-- Material to process follows --

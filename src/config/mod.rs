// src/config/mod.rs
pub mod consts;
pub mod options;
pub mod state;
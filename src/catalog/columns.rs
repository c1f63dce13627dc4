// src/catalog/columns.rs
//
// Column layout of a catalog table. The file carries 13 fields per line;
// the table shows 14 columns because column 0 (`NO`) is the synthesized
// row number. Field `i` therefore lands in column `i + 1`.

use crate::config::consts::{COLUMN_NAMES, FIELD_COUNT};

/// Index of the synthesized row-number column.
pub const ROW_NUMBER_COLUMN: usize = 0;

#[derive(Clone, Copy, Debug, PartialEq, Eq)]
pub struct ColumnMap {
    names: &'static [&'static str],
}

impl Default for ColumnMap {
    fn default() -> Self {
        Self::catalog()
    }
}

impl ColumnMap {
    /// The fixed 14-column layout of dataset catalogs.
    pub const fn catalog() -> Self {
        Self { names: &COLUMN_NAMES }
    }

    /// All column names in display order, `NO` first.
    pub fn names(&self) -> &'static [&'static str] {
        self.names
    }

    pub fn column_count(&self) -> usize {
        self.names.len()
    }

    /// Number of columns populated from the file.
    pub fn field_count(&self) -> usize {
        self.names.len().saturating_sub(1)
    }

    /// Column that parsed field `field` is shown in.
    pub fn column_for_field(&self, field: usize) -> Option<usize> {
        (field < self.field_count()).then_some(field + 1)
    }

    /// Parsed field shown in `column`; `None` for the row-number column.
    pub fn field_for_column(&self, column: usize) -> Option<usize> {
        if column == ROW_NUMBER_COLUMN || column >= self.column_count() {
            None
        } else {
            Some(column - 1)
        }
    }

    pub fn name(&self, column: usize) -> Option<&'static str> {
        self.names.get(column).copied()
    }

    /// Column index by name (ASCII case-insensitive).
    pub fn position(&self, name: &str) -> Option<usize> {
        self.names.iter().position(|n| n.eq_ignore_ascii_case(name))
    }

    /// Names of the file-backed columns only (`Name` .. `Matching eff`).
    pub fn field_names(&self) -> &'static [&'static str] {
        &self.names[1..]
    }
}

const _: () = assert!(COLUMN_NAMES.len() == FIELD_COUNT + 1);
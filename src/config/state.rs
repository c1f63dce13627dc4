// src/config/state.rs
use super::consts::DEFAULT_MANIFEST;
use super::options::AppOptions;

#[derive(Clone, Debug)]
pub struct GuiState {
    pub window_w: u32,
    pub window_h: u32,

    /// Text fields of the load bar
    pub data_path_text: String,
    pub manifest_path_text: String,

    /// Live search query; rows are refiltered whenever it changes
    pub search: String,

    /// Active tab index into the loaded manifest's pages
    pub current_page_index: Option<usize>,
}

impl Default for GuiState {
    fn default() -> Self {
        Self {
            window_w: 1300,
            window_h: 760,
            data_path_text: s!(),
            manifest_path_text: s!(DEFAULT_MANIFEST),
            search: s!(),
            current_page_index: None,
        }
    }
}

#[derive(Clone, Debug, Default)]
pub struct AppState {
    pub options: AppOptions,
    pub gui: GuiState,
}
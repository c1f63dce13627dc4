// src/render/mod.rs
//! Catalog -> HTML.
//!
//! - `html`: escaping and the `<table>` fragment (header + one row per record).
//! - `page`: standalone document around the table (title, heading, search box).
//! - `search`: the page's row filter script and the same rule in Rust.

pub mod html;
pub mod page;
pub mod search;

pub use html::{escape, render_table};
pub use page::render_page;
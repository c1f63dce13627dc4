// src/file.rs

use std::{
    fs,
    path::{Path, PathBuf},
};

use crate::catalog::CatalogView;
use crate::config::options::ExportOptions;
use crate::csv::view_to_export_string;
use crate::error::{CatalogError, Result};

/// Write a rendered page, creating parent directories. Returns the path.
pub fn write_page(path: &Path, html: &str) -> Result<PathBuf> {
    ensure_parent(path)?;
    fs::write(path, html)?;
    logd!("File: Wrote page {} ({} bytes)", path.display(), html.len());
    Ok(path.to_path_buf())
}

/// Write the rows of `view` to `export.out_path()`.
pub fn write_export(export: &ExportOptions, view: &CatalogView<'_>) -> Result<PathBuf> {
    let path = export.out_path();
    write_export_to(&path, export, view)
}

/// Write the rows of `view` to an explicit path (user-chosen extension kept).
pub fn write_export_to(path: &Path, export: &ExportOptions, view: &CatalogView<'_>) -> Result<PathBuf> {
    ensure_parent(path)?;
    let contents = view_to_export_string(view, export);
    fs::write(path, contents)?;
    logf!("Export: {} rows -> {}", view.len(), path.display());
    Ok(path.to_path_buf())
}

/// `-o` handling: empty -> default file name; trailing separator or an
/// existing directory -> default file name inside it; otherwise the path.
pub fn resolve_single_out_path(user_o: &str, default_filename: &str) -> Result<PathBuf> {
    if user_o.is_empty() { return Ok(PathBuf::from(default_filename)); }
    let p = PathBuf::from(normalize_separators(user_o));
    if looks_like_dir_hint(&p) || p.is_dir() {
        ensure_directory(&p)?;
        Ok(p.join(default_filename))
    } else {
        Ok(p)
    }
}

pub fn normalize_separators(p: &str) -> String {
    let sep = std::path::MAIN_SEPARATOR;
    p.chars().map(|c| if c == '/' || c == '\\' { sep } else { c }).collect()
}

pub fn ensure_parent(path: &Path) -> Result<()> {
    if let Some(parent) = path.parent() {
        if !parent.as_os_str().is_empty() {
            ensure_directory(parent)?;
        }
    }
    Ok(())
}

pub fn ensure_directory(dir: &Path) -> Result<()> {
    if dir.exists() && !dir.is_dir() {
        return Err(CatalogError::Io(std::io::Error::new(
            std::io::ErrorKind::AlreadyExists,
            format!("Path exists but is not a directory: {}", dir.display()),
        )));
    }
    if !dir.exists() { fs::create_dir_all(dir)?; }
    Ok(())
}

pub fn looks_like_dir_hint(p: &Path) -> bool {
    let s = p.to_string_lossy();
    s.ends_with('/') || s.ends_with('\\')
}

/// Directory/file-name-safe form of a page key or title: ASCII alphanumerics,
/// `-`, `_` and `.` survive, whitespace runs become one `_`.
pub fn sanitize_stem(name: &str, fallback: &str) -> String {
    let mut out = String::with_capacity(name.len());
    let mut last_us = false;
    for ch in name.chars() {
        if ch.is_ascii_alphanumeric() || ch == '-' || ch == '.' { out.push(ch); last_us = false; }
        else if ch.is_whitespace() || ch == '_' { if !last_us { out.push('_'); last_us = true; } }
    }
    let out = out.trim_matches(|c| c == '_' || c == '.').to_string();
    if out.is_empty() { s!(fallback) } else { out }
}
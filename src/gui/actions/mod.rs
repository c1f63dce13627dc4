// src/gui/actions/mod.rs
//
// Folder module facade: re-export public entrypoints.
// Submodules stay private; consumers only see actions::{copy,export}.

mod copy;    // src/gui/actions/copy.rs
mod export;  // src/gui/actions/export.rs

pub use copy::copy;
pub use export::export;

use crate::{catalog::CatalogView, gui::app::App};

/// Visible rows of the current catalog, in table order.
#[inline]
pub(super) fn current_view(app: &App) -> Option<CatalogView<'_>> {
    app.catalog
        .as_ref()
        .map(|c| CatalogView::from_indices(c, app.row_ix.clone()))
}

-- Material to process concluded --

:: The problem ::
Lines, not occurrences, are what count: report how many lines of the records above include the word "consts", and nothing else.

:: Exercise response ::
3